Published in final edited form as: Lupus. 2012 Apr 3;21(10):1113–1118. doi: 10.1177/0961203312443993

Identification of novel coding mutation in C1qA gene in an African-American pedigree with lupus and C1q deficiency

Bahram Namjou 1, Mehdi Keddache 1, David Fletcher 1, Skyler Dillon 2, Leah Kottyan 1, Graham Wiley 2, Patrick M Gaffney 2, Benjamin E Wakeland 3, Chaoying Liang 3, Edward K Wakeland 3, Hal Scofield 2, Kenneth Kaufman 1, John B Harley 1
PMCID: PMC3508769  NIHMSID: NIHMS398388  PMID: 22472776

Abstract

Objectives

Homozygous C1q deficiency is an extremely rare condition and strongly associated with systemic lupus erythematosus. To assess and characterize C1q deficiency in an African-American lupus pedigree, C1q genomic region was evaluated in the lupus cases and family members.

Methods

Genomic DNA from patient was obtained and C1q A, B and C gene cluster was sequenced using next generation sequencing method. The identified mutation was further confirmed by direct Sanger sequencing method in the patient and all blood relatives. C1q levels in serum were measured using sandwich ELISA method.

Results

In an African-American patient with lupus and C1q deficiency, we identified and confirmed a novel homozygote start codon mutation in C1qA gene that changes amino acid Methionine to Arginine at position 1. The Met1Arg mutation prevents protein translation (Met1Arg).

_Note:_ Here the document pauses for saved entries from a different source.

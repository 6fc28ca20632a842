use crate::state::Element;

/// Damage multiplier for an `attack` element striking a `defend` element.
///
/// Venus → Jupiter → Mercury → Mars → Venus. Striking forward along the
/// cycle gives 1.5, striking backward 0.67, anything else 1.0.
pub fn element_modifier(attack: Element, defend: Element) -> f64 {
    if attack.beats() == Some(defend) {
        1.5
    } else if defend.beats() == Some(attack) {
        0.67
    } else {
        1.0
    }
}
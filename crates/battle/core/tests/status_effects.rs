mod common;

use battle_core::{
    AbilityDefinition, AbilityId, AbilityKind, BattleCommand, BattleConfig, BattleEngine,
    BattleEvent, BattleSetup, BattleState, BlockReason, StatusEffect, StatusKind, TargetMode,
    UnitId,
};
use common::{Content, adept, dummy, play_round};

fn content() -> Content {
    Content::new().ability(
        AbilityDefinition::new("renew", AbilityKind::Buff, TargetMode::SingleAlly)
            .with_heal_over_time(10, 3),
    )
}

fn felix_vs_slime(content: &Content, seed: u32) -> BattleState {
    let mut felix = adept("felix", 10);
    felix.abilities.push(AbilityId::from("renew"));
    BattleSetup::new("marsh", seed)
        .party_unit(felix)
        .enemy(dummy("slime", 500, 10, 5))
        .build(&content.env())
        .unwrap()
}

fn paralyzed(content: &Content) -> BattleState {
    let mut state = felix_vs_slime(content, 9);
    state.party.units[0]
        .statuses
        .push(StatusEffect::Paralyze { duration: 3 });
    state
}

#[test]
fn paralysis_that_fires_blocks_the_action() {
    let content = content();
    let mut config = BattleConfig::new().with_invariant_checks(true);
    config.paralyze_fail_chance = 1.0;
    let engine = BattleEngine::new(content.env(), &config);

    let outcome = play_round(
        &engine,
        &paralyzed(&content),
        [BattleCommand::basic_attack("felix", "slime")],
    );
    assert!(outcome.events.contains(&BattleEvent::ActionBlocked {
        actor: UnitId::from("felix"),
        reason: BlockReason::Paralyzed,
    }));
    assert_eq!(outcome.state.enemies[0].current_hp, 500);
    assert!(!outcome.events.iter().any(|event| matches!(
        event,
        BattleEvent::AbilityUsed { actor, .. } if actor.as_str() == "felix"
    )));
}

#[test]
fn paralysis_that_misses_lets_the_unit_act() {
    let content = content();
    let mut config = BattleConfig::new().with_invariant_checks(true);
    config.paralyze_fail_chance = 0.0;
    let engine = BattleEngine::new(content.env(), &config);

    let outcome = play_round(
        &engine,
        &paralyzed(&content),
        [BattleCommand::basic_attack("felix", "slime")],
    );
    assert_eq!(outcome.state.enemies[0].current_hp, 485);
    assert!(outcome.state.party.units[0].statuses.has(StatusKind::Paralyze));
}

#[test]
fn heal_over_time_restores_hp_each_turn() {
    let content = content();
    let config = BattleConfig::new().with_invariant_checks(true);
    let engine = BattleEngine::new(content.env(), &config);

    let mut state = felix_vs_slime(&content, 4);
    state.party.units[0].current_hp = 60;

    let round1 = play_round(
        &engine,
        &state,
        [BattleCommand::use_ability("felix", "renew", vec!["felix".into()])],
    );
    assert!(round1.events.contains(&BattleEvent::StatusApplied {
        target: UnitId::from("felix"),
        status: StatusKind::HealOverTime,
    }));
    // Granted after felix's own tick, so nothing heals yet; the slime hits for 1.
    assert_eq!(round1.state.party.units[0].current_hp, 59);

    let round2 = play_round(
        &engine,
        &round1.state,
        [BattleCommand::basic_attack("felix", "slime")],
    );
    assert!(round2.events.contains(&BattleEvent::Heal {
        target: UnitId::from("felix"),
        amount: 10,
    }));
    assert_eq!(round2.state.party.units[0].current_hp, 68);
}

Mutation analyses of the patient’s family members also revealed the Met1Arg homozygote mutation in her deceased brother who also had lupus with absence of total complement activity consistent with a recessive pattern of inheritance.

Conclusion

The identification of new mutation in C1qA gene that disrupts the start codon (ATG to AGG (Met1Arg)), has not been reported previously and it expands the knowledge and importance of the C1q gene in the pathogenesis of lupus especially in high risk African-American population.

Introduction

C1q, the first component of the classical pathway of complement system, is a glycoprotein that belongs to the collectin family (lectins containing collagen-like proteins) with molecular mass of 410 kDa. C1q along with the enzymatically active components C1r and C1s form the C1 complex. This process activates the classical pathway of complement. Genetically, three genes in the human genome are responsible for coding C1q protein. This protein is composed of 18 polypeptide chains, 6 each of A, B, and C which are the products of C1qA, C1qB and C1qC genes respectively. These three genes are tandemly arranged 5-prime to 3-prime in the order A-C-B on a 24-kb stretch of DNA and closely linked together on chromosome 1p36 (1).

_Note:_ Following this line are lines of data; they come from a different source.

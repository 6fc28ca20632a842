//! Authoritative battle state representation.
//!
//! [`BattleState`] is a plain value: both rosters, the planning queue, the
//! team mana pool, Djinn recovery timers and the event log. The engine never
//! mutates a caller's state in place; every command clones, mutates the copy
//! and hands it back once it validates.
mod index;
pub mod types;

use std::collections::BTreeMap;

use crate::stats::Stats;

pub use index::{Side, UnitIndex, UnitRef};
pub use types::{
    AbilityId, ActionQueue, BattleCounters, BattleEvent, BattlePhase, BattleProgress,
    BattleStatus, BlockReason, Compatibility, DjinnId, DjinnState, DjinnTracker, Element,
    EncounterId, EquipmentId, EquippedDjinn, ImmunityScope, Loadout, ManaPool, Mitigation,
    QueuedAction, StatusEffect, StatusEffects, StatusKind, Team, TeamError, Unit, UnitId,
};

/// Canonical snapshot of a battle.
#[derive(Clone, Debug, PartialEq)]
#[cfg_attr(feature = "serde", derive(serde::Serialize, serde::Deserialize))]
pub struct BattleState {
    pub encounter: EncounterId,

    /// Seed every per-round random stream is derived from.
    ///
    /// Set once at battle start and never modified.
    pub seed: u32,

    pub party: Team,
    pub enemies: Vec<Unit>,

    /// Derived id index. Rebuilt by [`BattleState::rebuild_index`].
    index: UnitIndex,

    /// Execution order of the most recent round.
    pub turn_order: Vec<UnitId>,
    pub queue: ActionQueue,
    pub progress: BattleProgress,
    pub mana: ManaPool,

    /// Rounds left before each Standby Djinn returns to Set.
    pub djinn_recovery: BTreeMap<DjinnId, u32>,

    pub log: Vec<BattleEvent>,
}

impl BattleState {
    /// Creates a planning-phase state for round 1 with a full mana pool.
    pub fn new(encounter: EncounterId, seed: u32, party: Team, enemies: Vec<Unit>) -> Self {
        let index = UnitIndex::build(&party, &enemies);
        let queue = ActionQueue::with_slots(party.units.len());
        let mana = ManaPool::full(party.mana_capacity());
        Self {
            encounter,
            seed,
            party,
            enemies,
            index,
            turn_order: Vec::new(),
            queue,
            progress: BattleProgress::default(),
            mana,
            djinn_recovery: BTreeMap::new(),
            log: Vec::new(),
        }
    }

    pub fn index(&self) -> &UnitIndex {
        &self.index
    }

    /// Recomputes the id index from the current rosters.
    pub fn rebuild_index(&mut self) {
        self.index = UnitIndex::build(&self.party, &self.enemies);
    }

    pub fn locate(&self, id: &UnitId) -> Option<UnitRef> {
        self.index.get(id)
    }

    pub fn side_of(&self, id: &UnitId) -> Option<Side> {
        self.locate(id).map(|r| r.side)
    }

    pub fn unit(&self, id: &UnitId) -> Option<&Unit> {
        let UnitRef { side, slot } = self.locate(id)?;
        self.roster(side).get(slot)
    }

    pub fn unit_mut(&mut self, id: &UnitId) -> Option<&mut Unit> {
        let UnitRef { side, slot } = self.locate(id)?;
        match side {
            Side::Party => self.party.units.get_mut(slot),
            Side::Enemy => self.enemies.get_mut(slot),
        }
    }

    pub fn roster(&self, side: Side) -> &[Unit] {
        match side {
            Side::Party => &self.party.units,
            Side::Enemy => &self.enemies,
        }
    }

    pub fn living(&self, side: Side) -> impl Iterator<Item = &Unit> {
        self.roster(side).iter().filter(|u| u.is_alive())
    }

    pub fn living_ids(&self, side: Side) -> Vec<UnitId> {
        self.living(side).map(|u| u.id.clone()).collect()
    }

    pub fn is_wiped(&self, side: Side) -> bool {
        self.roster(side).iter().all(Unit::is_ko)
    }

    /// Djinn context for stat computation: the party team for party units,
    /// nothing for enemies.
    pub fn stat_context(&self, side: Side) -> Option<&Team> {
        match side {
            Side::Party => Some(&self.party),
            Side::Enemy => None,
        }
    }

    /// Effective stats of a unit in its own context.
    pub fn effective_stats(&self, id: &UnitId) -> Option<Stats> {
        let side = self.side_of(id)?;
        let unit = self.unit(id)?;
        Some(crate::stats::effective_stats(unit, self.stat_context(side)))
    }

    pub fn phase(&self) -> BattlePhase {
        self.progress.phase
    }

    pub fn round(&self) -> u32 {
        self.progress.round
    }

    pub fn is_over(&self) -> bool {
        self.progress.phase.is_terminal()
    }

    /// Roster slot of a party unit, which is also its queue slot.
    pub fn party_slot(&self, id: &UnitId) -> Option<usize> {
        match self.locate(id)? {
            UnitRef {
                side: Side::Party,
                slot,
            } => Some(slot),
            _ => None,
        }
    }

    pub fn push_event(&mut self, event: BattleEvent) {
        self.log.push(event);
    }

    /// SHA-256 over the bincode encoding of the whole state.
    ///
    /// Two runs with the same seed and commands produce the same digest.
    #[cfg(feature = "serde")]
    pub fn digest(&self) -> [u8; 32] {
        use sha2::{Digest, Sha256};

        let mut hasher = Sha256::new();
        if let Ok(bytes) = bincode::serialize(self) {
            hasher.update(&bytes);
        }
        hasher.finalize().into()
    }
}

In the human genome, different coding mutations have been identified that lead to a premature termination codon at different amino acid residues or an amino acid substitution (2). These rare mutations may cause either complete C1q deficiency due to deletion or change of single base that leads to a termination codon, or amino acid exchanges and the formation of an aberrant polypeptide chain. To date, 12 of these coding mutations across the C1qA, B and C loci have been reported; of these, 3 mutations (Gln208X, Gln64X, Glu53fs) were detected in C1qA gene (3-7). These case reports were mostly observed in Caucasian families from Eastern Europe or Turkey (3-7). The incomplete translation of C1q, even when it occurs in only one chain, leads to the failure of synthesis of the C1q triplehelix and secretion of the whole molecule which leads to complete loss of Clq (8). Importantly, while C1q coding mutations are very rare in the general population, they are highly predictive of SLE. Indeed, out of 64 published cases from 38 families with C1q coding mutations, 93% presented with SLE-like symptoms. In contrast to other complement deficiencies, C1q deficiency is usually associated with more severe disease manifestations such as glomerulonephritis, vasculitis or CNS involvement (2). Modeling human lupus with C1q deficiency, C1q knockout mice (C1q -/-) spontaneously develop glomerulonephritis with major immune complex (IC) deposition in the renal glomeruli, and chronic renal damage as well as significant production of autoantibodies (9).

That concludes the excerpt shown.